The first time I discovered this secret garden, as happens with the character Mary Lennox in Frances Hodgson Burnett’s book of the same name, I found the gate to the garden alluring – and locked.
Then, I went a second time and found the gate unlocked but the ogre guarding it would not admit me.
Eventually, like Mary, I found the key, and the garden is glorious.
Secret. No, it is not really secret. But not many people seem to know about it. I first realized it was there when I looked up from the Della Grazia Bridge and saw a magnificent esplanade of stairs marching up the steep hillside that comprises much of the topography of the Oltrarno. On one side of the stairs were orchards and on the other, a forest. I assumed this was someone’s private garden. Well, the fact is, for quite some time it was. Just two years after Hodgson published The Secret Garden in 1911, the Florentine art dealer Stefano Bardini purchased an enormous run-down villa and garden, close to the famous Boboli Gardens. I have written here previously of these Boboli Gardens, which I quite dislike. They are relentlessly formal and have not an ounce of romance or delight.[1] But not so the garden next door, known as the Bardini Gardens.
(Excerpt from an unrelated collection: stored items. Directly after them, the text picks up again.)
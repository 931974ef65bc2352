//! Service layer error types.

use geoform_store::StoreError;
use thiserror::Error;

/// Result type for service operations.
pub type Result<T> = std::result::Result<T, ServiceError>;

/// Service layer error types.
///
/// These errors represent failures while assembling the application
/// state, not failures of individual requests.
#[derive(Debug, Error)]
pub enum ServiceError {
    /// Configuration error (invalid config values, missing paths, etc.).
    #[error("Configuration error: {message}")]
    Config {
        message: String,
        #[source]
        source: Option<Box<dyn std::error::Error + Send + Sync>>,
    },

    /// Storage backend initialization or connectivity error.
    #[error("Storage error: {message}")]
    Storage {
        message: String,
        #[source]
        source: Option<Box<dyn std::error::Error + Send + Sync>>,
    },

    /// Authentication key setup error.
    #[error("Authentication error: {message}")]
    Auth {
        message: String,
        #[source]
        source: Option<Box<dyn std::error::Error + Send + Sync>>,
    },
}

impl ServiceError {
    /// Creates a new configuration error.
    pub fn config(message: impl Into<String>) -> Self {
        Self::Config {
            message: message.into(),
            source: None,
        }
    }

    /// Creates a new storage error.
    pub fn storage(message: impl Into<String>) -> Self {
        Self::Storage {
            message: message.into(),
            source: None,
        }
    }

    /// Creates a new storage error with source.
    pub fn storage_with_source(
        message: impl Into<String>,
        source: impl std::error::Error + Send + Sync + 'static,
    ) -> Self {
        Self::Storage {
            message: message.into(),
            source: Some(Box::new(source)),
        }
    }

    /// Creates a new authentication error.
    pub fn auth(message: impl Into<String>) -> Self {
        Self::Auth {
            message: message.into(),
            source: None,
        }
    }

    /// Returns the error category.
    pub fn category(&self) -> &'static str {
        match self {
            Self::Config { .. } => "configuration",
            Self::Storage { .. } => "storage",
            Self::Auth { .. } => "authentication",
        }
    }
}

impl From<StoreError> for ServiceError {
    fn from(error: StoreError) -> Self {
        Self::storage_with_source("storage backend failure", error)
    }
}

impl From<ServiceError> for crate::handler::Error<'static> {
    fn from(error: ServiceError) -> Self {
        use crate::handler::ErrorKind;

        ErrorKind::InternalServerError.with_context(error.to_string())
    }
}
//! Dot-path decoding of multipart part names.
//!
//! A part named `place.lat` lands at `{"place": {"lat": ...}}`. Decoding is
//! purely structural: values are never coerced here, only arranged.

use crate::value::{RawObject, RawValue};

/// Assembles named parts into a nested object by splitting names on `.`.
///
/// Later parts win conflicts: a repeated name replaces the earlier value,
/// and a scalar in the way of a deeper path is replaced by an object. Key
/// order follows first appearance.
#[must_use]
pub fn decode_parts<I>(parts: I) -> RawObject
where
    I: IntoIterator<Item = (String, RawValue)>,
{
    let mut root = RawObject::new();
    for (name, value) in parts {
        insert_path(&mut root, &name, value);
    }
    root
}

fn insert_path(object: &mut RawObject, name: &str, value: RawValue) {
    let Some((head, rest)) = name.split_once('.') else {
        object.insert(name.to_owned(), value);
        return;
    };

    let entry = object
        .entry(head.to_owned())
        .or_insert_with(|| RawValue::Object(RawObject::new()));
    if let RawValue::Object(child) = entry {
        insert_path(child, rest, value);
    } else {
        let mut child = RawObject::new();
        insert_path(&mut child, rest, value);
        *entry = RawValue::Object(child);
    }
}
On that first visit, I climbed a very steep, winding, tucked-away street called the Costa San Giorgio. There I found a narrow gate in the middle of an enormous stone wall. I remember it was a Monday. And at the locked entrance to the Giardino Bardini there was a sign that said “Aperto tutti i giorni”. Just as my guidebook had stated. But then, at the bottom of the sign, in very small letters, was a message that translates as: “Closed first and last Monday of the month”. The next time I went, arriving at the gate winded and sweating, the loutish I’m-keeping-this-job-for-life guard at the door would not sell me a ticket as the garden would close at four o’clock. There was no admittance after 3:00 pm. I looked at my watch. It was 3:01. My Italian is terrible. Which was a good thing in this case as I might have said some things that would not have improved his impression of Americans. After that, I went on a Tuesday morning, gained entry, and found an entrancing treasure with all the aspects of an Italian villa garden that one might hope for. The formal stair, the orchard, the loggias, the winding paths through the woods, the belvedere, the stream, the wisteria covered pergola, statues half hidden in the greenery, and a wonderful smell of boxwood, bay laurel and damp earth.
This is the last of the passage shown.